Perfect choice of the darker blue hue for the reasons you stated. This gives me a blue dress watch in daylight and a black one at night


----------



## flyingpicasso

Question for Timeless...are the hands and indices rhodium plated on the one and gold plated on the other?


----------



## CPAP Fan

Thank you, TLW, that was a very thoughtful, well-articulated and informative response. We may have artistic differences, but then again so did Lennon and McCartney, Jagger and Richards, etc., so we're in good company. And while I may not be wild about the midnight blue Orion, I do appreciate and applaud your efforts - any chance you may be able to convince certain other German watch manufacturers, like . . . say . . . Damasko, to collaborate with you on dial design?


----------



## blackbox1011

love the gold version


----------



## ejr

Stunning. 


Sent from my iPhone using Tapatalk


----------



## Timeless: Now WoS

flyingpicasso said:


> Question for Timeless...are the hands and indices rhodium plated on the one and gold plated on the other?

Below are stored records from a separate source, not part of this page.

#![cfg(feature = "sqlite")]

mod common;

use common::{B, Base, Book, Doc, Pair, SCHEMA, open, text_rows};
use relmodel::ConstraintKind;
use relmodel::prelude::*;

fn cx() -> Cx {
    Cx::for_testing()
}

fn base(field: &str) -> Base {
    Base {
        id: 0,
        field: field.to_string(),
    }
}

fn seed_bases(conn: &SqliteConnection, n: usize) {
    for i in 1..=n {
        upsert(&cx(), conn, &mut base(&format!("f{i}"))).unwrap();
    }
}

// ============================================================================
// Round trips
// ============================================================================

#[test]
fn composite_key_round_trip() {
    let conn = open();
    for (first, second) in [(1, 2), (1, 1), (2, 1)] {
        let mut pair = Pair {
            first_id: first,
            second_id: second,
            label: format!("{first}-{second}"),
        };
        upsert(&cx(), &conn, &mut pair).unwrap();
    }

    delete(
        &cx(),
        &conn,
        &Pair {
            first_id: 1,
            second_id: 1,
            ..Pair::default()
        },
    )
    .unwrap();

    let pairs: Vec<Pair> = query_many(
        &cx(),
        &conn,
        &Options::default().with_order(OrderBy::asc("first_id")),
    )
    .unwrap();
    let keys: Vec<_> = pairs.iter().map(|p| (p.first_id, p.second_id)).collect();
    assert_eq!(keys, vec![(1, 2), (2, 1)]);
    assert_eq!(pairs[0].label, "1-2");

    let tuple = Where::new().with("first_id,second_id", Cond::list([2, 1, 9, 9]));
    let found: Vec<Pair> =
        query_many(&cx(), &conn, &Options::default().with_where(tuple)).unwrap();
    assert_eq!(found.len(), 1);
    assert_eq!(found[0].label, "2-1");
}

#[test]
fn upsert_updates_composite_row_in_place() {
    let conn = open();
    let mut pair = Pair {
        first_id: 3,
        second_id: 4,
        label: "old".to_string(),
    };
    upsert(&cx(), &conn, &mut pair).unwrap();
    pair.label = "new".to_string();
    upsert(&cx(), &conn, &mut pair).unwrap();

    assert_eq!(text_rows(&conn, "SELECT label FROM pair"), vec!["new"]);
}

#[test]
fn unique_conflict_resolves_existing_identity() {
    let conn = open();
    let mut first = base("test");
    upsert(&cx(), &conn, &mut first).unwrap();
    assert_eq!(first.id, 1);

    let mut again = base("test");
    upsert(&cx(), &conn, &mut again).unwrap();
    assert_eq!(again.id, 1);

    let mut other = base("test 2");
    upsert(&cx(), &conn, &mut other).unwrap();
    assert_eq!(other.id, 2);

    assert_eq!(count::<Base, _>(&cx(), &conn, &Options::default()).unwrap(), 2);
}

#[test]
fn update_changes_only_the_keyed_row() {
    let conn = open();
    seed_bases(&conn, 2);

    update(
        &cx(),
        &conn,
        &Base {
            id: 2,
            field: "renamed".to_string(),
        },
    )
    .unwrap();

    assert_eq!(
        text_rows(&conn, "SELECT field FROM base_model ORDER BY id"),
        vec!["f1", "renamed"]
    );
}

// ============================================================================
// Errors
// ============================================================================

#[test]
fn insert_reports_unique_violation() {
    let conn = open();
    insert(&cx(), &conn, &mut base("test")).unwrap();

    let err = insert(&cx(), &conn, &mut base("test")).unwrap_err();
    assert!(err.is_unique_violation(), "{err:?}");
    assert_eq!(err.constraint(), Some(ConstraintKind::Unique));
}

#[test]
fn missing_rows_are_not_found() {
    let conn = open();
    seed_bases(&conn, 1);
    let missing = Base {
        id: 99,
        field: "ghost".to_string(),
    };

    assert!(delete(&cx(), &conn, &missing).unwrap_err().is_not_found());
    assert!(update(&cx(), &conn, &missing).unwrap_err().is_not_found());
    assert_eq!(count::<Base, _>(&cx(), &conn, &Options::default()).unwrap(), 1);
}

#[test]
fn zero_key_is_refused_before_any_statement() {
    let conn = open();
    let err = delete(&cx(), &conn, &base("x")).unwrap_err();
    assert!(matches!(err, Error::Config(_)), "{err:?}");
}

#[test]
fn dangling_foreign_key_is_classified() {
    let conn = open();
    let mut book = Book {
        title: "orphan".to_string(),
        author: Related::from_key(999),
        ..Book::default()
    };

    let err = upsert(&cx(), &conn, &mut book).unwrap_err();
    assert!(err.is_foreign_key_violation(), "{err:?}");
    assert_eq!(book.id, 0);
}

model! {
    #[table = "broken"]
    #[derive(Debug, Default)]
    pub struct Broken {
        #[orm = "primary"]
        pub id: i64,
        #[orm = "many_to_many"]
        pub links: RelatedMany<B>,
    }
}

#[test]
fn invalid_relation_declaration_is_a_config_error() {
    let conn = open();
    let err = query_many::<Broken, _>(&cx(), &conn, &Options::default()).unwrap_err();
    assert!(matches!(err, Error::Config(_)), "{err:?}");
}

#[test]
fn several_predicates_need_a_divider() {
    let conn = open();
    let options = Options::bare().with_where(Where::new().with("id", 1).with("field", "x"));
    let err = query_many::<Base, _>(&cx(), &conn, &options).unwrap_err();
    assert!(matches!(err, Error::Config(_)), "{err:?}");
}

// ============================================================================
// Options
// ============================================================================

#[test]
fn paging_and_ordering() {
    let conn = open();
    seed_bases(&conn, 5);

    let options = Options::default()
        .with_order(OrderBy::desc("field"))
        .with_limit(2)
        .with_offset(1);
    let page: Vec<Base> = query_many(&cx(), &conn, &options).unwrap();
    let fields: Vec<_> = page.iter().map(|b| b.field.as_str()).collect();
    assert_eq!(fields, vec!["f4", "f3"]);

    let bad = Options::default().with_order(OrderBy::asc("nope"));
    assert!(query_many::<Base, _>(&cx(), &conn, &bad).is_err());
}

#[test]
fn operators_and_counts() {
    let conn = open();
    seed_bases(&conn, 5);

    let above = Options::default().with_where(Where::new().with("id", Cond::gt(3)));
    assert_eq!(count::<Base, _>(&cx(), &conn, &above).unwrap(), 2);

    let either = Options::default()
        .with_divider(Divider::Or)
        .with_where(Where::new().with("id", 1).with("field", Cond::strict("f5")));
    assert_eq!(count::<Base, _>(&cx(), &conn, &either).unwrap(), 2);

    let like = Options::default().with_where(Where::new().with("field", "f"));
    assert_eq!(count::<Base, _>(&cx(), &conn, &like).unwrap(), 5);

    let listed = Options::default()
        .with_where(Where::new().with("id", Cond::list([1, 2, 3])))
        .with_limit(2);
    let records: Vec<Base> = query_many(&cx(), &conn, &listed).unwrap();
    assert_eq!(records.len(), 2);
}

#[test]
fn query_one_considers_every_listed_key() {
    let conn = open();
    seed_bases(&conn, 2);

    let listed = Options::default().with_where(Where::new().with("id", Cond::list([999, 2])));
    let found: Base = query_one(&cx(), &conn, &listed).unwrap().unwrap();
    assert_eq!(found.field, "f2");

    let mut target = Base::default();
    assert!(query_into(&cx(), &conn, &listed, &mut target).unwrap());
    assert_eq!(target.id, 2);

    let capped = listed.with_limit(1);
    assert!(query_one::<Base, _>(&cx(), &conn, &capped).unwrap().is_none());
}

#[test]
fn projection_keeps_primary_key() {
    let conn = open();
    seed_bases(&conn, 2);

    let options = Options::default().with_columns(["id"]);
    let records: Vec<Base> = query_many(&cx(), &conn, &options).unwrap();
    let ids: Vec<_> = records.iter().map(|b| b.id).collect();
    assert_eq!(ids, vec![1, 2]);
    assert!(records.iter().all(|b| b.field.is_empty()));
}

#[test]
fn options_from_json() {
    let conn = open();
    seed_bases(&conn, 3);

    let options: Options = serde_json::from_str(
        r#"{"where": [["field", {"strict_text": "f2"}]], "limit": 1}"#,
    )
    .unwrap();
    let found: Base = query_one(&cx(), &conn, &options).unwrap().unwrap();
    assert_eq!(found.id, 2);

    let none: Options =
        serde_json::from_str(r#"{"where": [["field", {"strict_text": "zzz"}]]}"#).unwrap();
    assert!(query_one::<Base, _>(&cx(), &conn, &none).unwrap().is_none());
}

#[test]
fn omitted_fields_are_left_alone() {
    let conn = open();
    let mut doc = Doc::default();
    doc.title = "kept".to_string();
    upsert(&cx(), &conn, &mut doc).unwrap();

    let mut target = Doc::default();
    target.draft = "local".to_string();
    assert!(query_into(&cx(), &conn, &Options::default(), &mut target).unwrap());
    assert_eq!(target.title, "kept");
    assert_eq!(target.draft, "local");

    let mut untouched = Doc::default();
    untouched.draft = "local".to_string();
    let missing = Options::default().with_where(Where::new().with("id", 42));
    assert!(!query_into(&cx(), &conn, &missing, &mut untouched).unwrap());
    assert_eq!(untouched, {
        let mut expected = Doc::default();
        expected.draft = "local".to_string();
        expected
    });
}

// ============================================================================
// Cancellation and files
// ============================================================================

#[test]
fn cancelled_context_stops_before_running() {
    let conn = open();
    let cx = Cx::new();
    cx.cancel();

    let err = query_many::<Base, _>(&cx, &conn, &Options::default()).unwrap_err();
    assert!(err.is_cancelled(), "{err:?}");
    let err = upsert(&cx, &conn, &mut base("x")).unwrap_err();
    assert!(err.is_cancelled(), "{err:?}");

    assert_eq!(count::<Base, _>(&Cx::for_testing(), &conn, &Options::default()).unwrap(), 0);
}

#[test]
fn file_database_persists_between_connections() {
    let dir = tempfile::tempdir().unwrap();
    let path = dir.path().join("relmodel.db");

    {
        let conn = SqliteConfig::file(&path).open().unwrap();
        conn.execute_batch(SCHEMA).unwrap();
        upsert(&cx(), &conn, &mut base("on disk")).unwrap();
    }

    let conn = SqliteConfig::file(&path).open().unwrap();
    let found: Vec<Base> = query_many(&cx(), &conn, &Options::default()).unwrap();
    assert_eq!(found.len(), 1);
    assert_eq!(found[0].field, "on disk");
}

Yes, that is correct, gold plated and rhodium plated respectively.



CPAP Fan said:


> Thank you, TLW, that was a very thoughtful, well-articulated and informative response. We may have artistic differences, but then again so did Lennon and McCartney, Jagger and Richards, etc., so we're in good company. And while I may not be wild about the midnight blue Orion, I do appreciate and applaud your efforts - any chance you may be able to convince certain other German watch manufacturers, like . . . say . . . Damasko, to collaborate with you on dial design?


I would say that the chances are....very good.


----------



## CPAP Fan

Timeless Luxury Watches said:


> Yes, that is correct, gold plated and rhodium plated respectively.
> 
> I would say that the chances are....very good.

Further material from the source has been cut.